The very popular evolutionist, Dr. Carl Sagan of Cornell University, figured even steeper odds against the simplest life beginning naturally on a planet such as earth. According to Sagan, the probability would be about 1 out of 10^2,000,000,000. Try to imagine ten to the 2 billionth power. Pretty astounding odds. Interestingly, these impossible odds against evolution came from one of the most prominent evolutionists of our time.

According to evolutionists, we just got lucky. However, the odds against this luck have been shown above. Borel's law of probability should have been enough to refute evolution completely, but I know that the evolutionary "intellectuals" need more convincing data. 



Dr. Bert Thompson's The Scientific Case for Creation, Apologetics Press Inc., 1999


----------



## bullethead (Jul 26, 2011)

ted_BSR said:


> Yes, by education and profession.



I thought you did tell me you were a scientist in a previous conversation. Does it upset you at all that the work you do does not provide any answers and amounts to "squat" as you put it? Is there nothing that you or a colleague has done that is accepted as truth in and outside of the scientific world? Why be a scientist if it is such an unacceptable profession doing useless work?

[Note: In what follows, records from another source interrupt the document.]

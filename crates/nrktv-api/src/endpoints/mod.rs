//! Endpoint methods on `NrkClient`.
//!
//! Each method fills a fixed path template, runs its pre-flight checks and
//! hands the options to the request executor.

mod catalog;
mod index;
mod pages;
mod search;
mod super_catalog;

use crate::query::{QueryOptions, ToQueryOptions};

/// Converts optional typed options into executor input.
fn query_of<T: ToQueryOptions>(options: Option<&T>) -> Option<QueryOptions> {
    options.map(ToQueryOptions::to_query_options)
}
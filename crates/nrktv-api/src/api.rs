//! `CatalogApi` trait definition.
#![allow(clippy::future_not_send)]

use serde_json::Value;

use crate::error::Result;
use crate::params::{InstalmentOptions, ProgramOptions, SeasonOptions, SeriesOptions};

/// NRK TV catalog API trait (programs, series, seasons).
///
/// Abstracts catalog operations for mock substitution in tests.
/// Uses `trait_variant::make` to generate a `Send`-bound async trait.
#[allow(clippy::module_name_repetitions)]
#[trait_variant::make(CatalogApi: Send)]
pub trait LocalCatalogApi {
    /// Fetches a program page.
    ///
    /// # Errors
    ///
    /// Returns `InvalidIdentifier` for a malformed id, otherwise any
    /// executor error; 404 carries "Program not found".
    async fn get_program_page(
        &self,
        program_id: &str,
        options: Option<&ProgramOptions>,
    ) -> Result<Value>;

    /// Fetches the navigation context (previous/next) of a program.
    ///
    /// # Errors
    ///
    /// Returns `InvalidIdentifier` for a malformed id, otherwise any
    /// executor error; 404 carries "Program doesn't exist".
    async fn get_program_navigation(&self, program_id: &str) -> Result<Value>;

    /// Fetches the navigation context of a downloadable program.
    ///
    /// # Errors
    ///
    /// Returns `InvalidIdentifier` for a malformed id, otherwise any
    /// executor error; 404 carries "Program doesn't exist".
    async fn get_offline_program_navigation(
        &self,
        program_id: &str,
        options: Option<&ProgramOptions>,
    ) -> Result<Value>;

    /// Fetches series metadata, including `_links.seasons`.
    ///
    /// # Errors
    ///
    /// Returns `InvalidIdentifier` for a malformed id, otherwise any
    /// executor error; 404 carries "Series not found".
    async fn get_tv_series(&self, series_id: &str, options: Option<&SeriesOptions>)
    -> Result<Value>;

    /// Fetches one season of a series.
    ///
    /// `season_id` is used as a raw path segment and is not escaped.
    ///
    /// # Errors
    ///
    /// Returns `InvalidIdentifier` for a malformed series id, otherwise any
    /// executor error; 404 carries "Season not found".
    async fn get_series_season(
        &self,
        series_id: &str,
        season_id: &str,
        options: Option<&SeasonOptions>,
    ) -> Result<Value>;

    /// Fetches a page of series instalments.
    ///
    /// # Errors
    ///
    /// Returns `InvalidIdentifier` for a malformed id, otherwise any
    /// executor error.
    async fn get_series_instalments(
        &self,
        series_id: &str,
        options: Option<&InstalmentOptions>,
    ) -> Result<Value>;
}
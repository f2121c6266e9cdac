//! Typed client for the NRK TV content-catalog API (`psapi.nrk.no`).
//!
//! Every endpoint funnels through [`NrkClient::request`], which serializes
//! caller options into a query string and maps 404, 429 and 403 responses
//! to typed [`NrkError`] values.

/// Catalog API trait for mock substitution.
pub mod api;

/// HTTP client and request executor.
pub mod client;

/// Endpoint methods on [`NrkClient`].
mod endpoints;

/// Error taxonomy.
pub mod error;

/// Per-endpoint option structs.
pub mod params;

/// Query-string serialization.
pub mod query;

/// Aggregation helpers over series and seasons.
pub mod util;

/// Pre-flight identifier and argument checks.
pub mod validate;

pub use api::{CatalogApi, LocalCatalogApi};
pub use client::{DEFAULT_BASE_URL, NrkClient, NrkClientBuilder, build_request_url};
pub use error::{ErrorKind, NrkError, Result};
pub use params::{
    AutocompleteSearchOptions, IndexElementsOptions, InstalmentOptions, Medium, ProgramOptions,
    RadioPageOptions, SearchOptions, SearchPopularOptions, SearchTitleOptions, SeasonOptions,
    SeriesOptions, SuperPageOptions, TvPageOptions, TvSectionOptions,
};
pub use query::{QueryOptions, QueryValue, ToQueryOptions, serialize_query};
pub use util::{
    SeasonResult, all_seasons_from_series, all_seasons_ok, first_season_error, series_episodes,
};
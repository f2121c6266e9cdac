//! TV and radio page endpoints (`/tv/pages/...`, `/radio/pages/...`).

use serde_json::Value;
use tracing::instrument;

use super::query_of;
use crate::client::NrkClient;
use crate::error::Result;
use crate::params::{RadioPageOptions, TvPageOptions, TvSectionOptions};

impl NrkClient {
    /// Fetches a TV page such as `frontDeskTv`.
    ///
    /// # Errors
    ///
    /// Returns any executor error; 404 carries "Tv Page doesn't exist".
    #[instrument(skip_all, fields(page_id = %page_id))]
    pub async fn get_tv_page(
        &self,
        page_id: &str,
        options: Option<&TvPageOptions>,
    ) -> Result<Value> {
        let url = self.endpoint(&format!("/tv/pages/{page_id}"));
        self.request(&url, query_of(options).as_ref()).await
    }

    /// Lists all TV sub-pages.
    ///
    /// # Errors
    ///
    /// Returns any executor error.
    #[instrument(skip_all)]
    pub async fn get_tv_sub_pages(&self, options: Option<&TvSectionOptions>) -> Result<Value> {
        let url = self.endpoint("/tv/pages");
        self.request(&url, query_of(options).as_ref()).await
    }

    /// Fetches the TV front page.
    ///
    /// # Errors
    ///
    /// Returns any executor error.
    #[instrument(skip_all)]
    pub async fn get_tv_front_page(&self, options: Option<&TvPageOptions>) -> Result<Value> {
        let url = self.endpoint("/tv/pages/frontpage");
        self.request(&url, query_of(options).as_ref()).await
    }

    /// Fetches the TV category page.
    ///
    /// # Errors
    ///
    /// Returns any executor error.
    #[instrument(skip_all)]
    pub async fn get_tv_category_page(
        &self,
        options: Option<&TvSectionOptions>,
    ) -> Result<Value> {
        let url = self.endpoint("/tv/pages/categories");
        self.request(&url, query_of(options).as_ref()).await
    }

    /// Fetches one section of a TV page. The section title is lowercased.
    ///
    /// # Errors
    ///
    /// Returns any executor error; 404 carries
    /// "Tv Page or Section Title doesn't exist".
    #[instrument(skip_all, fields(page_id = %page_id, section = %section_title))]
    pub async fn get_tv_page_section(
        &self,
        page_id: &str,
        section_title: &str,
        options: Option<&TvSectionOptions>,
    ) -> Result<Value> {
        let section = section_title.to_lowercase();
        let url = self.endpoint(&format!("/tv/pages/{page_id}/{section}"));
        self.request_with_not_found(
            &url,
            query_of(options).as_ref(),
            "Tv Page or Section Title doesn't exist",
        )
        .await
    }

    /// Fetches the downloadable variant of a TV page.
    ///
    /// # Errors
    ///
    /// Returns any executor error; 404 carries
    /// "Tv Page doesn't exist or is not Downloadable".
    #[instrument(skip_all, fields(page_id = %page_id))]
    pub async fn get_offline_tv_page(&self, page_id: &str) -> Result<Value> {
        let url = self.endpoint(&format!("/tv/pages/offline/{page_id}"));
        self.request_with_not_found(&url, None, "Tv Page doesn't exist or is not Downloadable")
            .await
    }

    /// Fetches a radio page.
    ///
    /// # Errors
    ///
    /// Returns any executor error.
    #[instrument(skip_all, fields(page_id = %page_id))]
    pub async fn get_radio_page(
        &self,
        page_id: &str,
        options: Option<&RadioPageOptions>,
    ) -> Result<Value> {
        let url = self.endpoint(&format!("/radio/pages/{page_id}"));
        self.request_with_not_found(&url, query_of(options).as_ref(), "Radio Page doesn't exist")
            .await
    }
}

I know I did not word that in the best of ways, but you dismiss the very profession and tactics you use every day. Why? If not science, what IS true?


----------



## ted_BSR (Jul 26, 2011)

bullethead said:


> I thought you did tell me you were a scientist in a previous conversation. Does it upset you at all that the work you do does not provide any answers and amounts to "squat" as you put it? Is there nothing that you or a colleague has done that is accepted as truth in and outside of the scientific world? Why be a scientist if it is such an unacceptable profession doing useless work?
> 
> I know I did not word that in the best of ways, but you dismiss the very profession and tactics you use every day. Why? If not science, what IS true?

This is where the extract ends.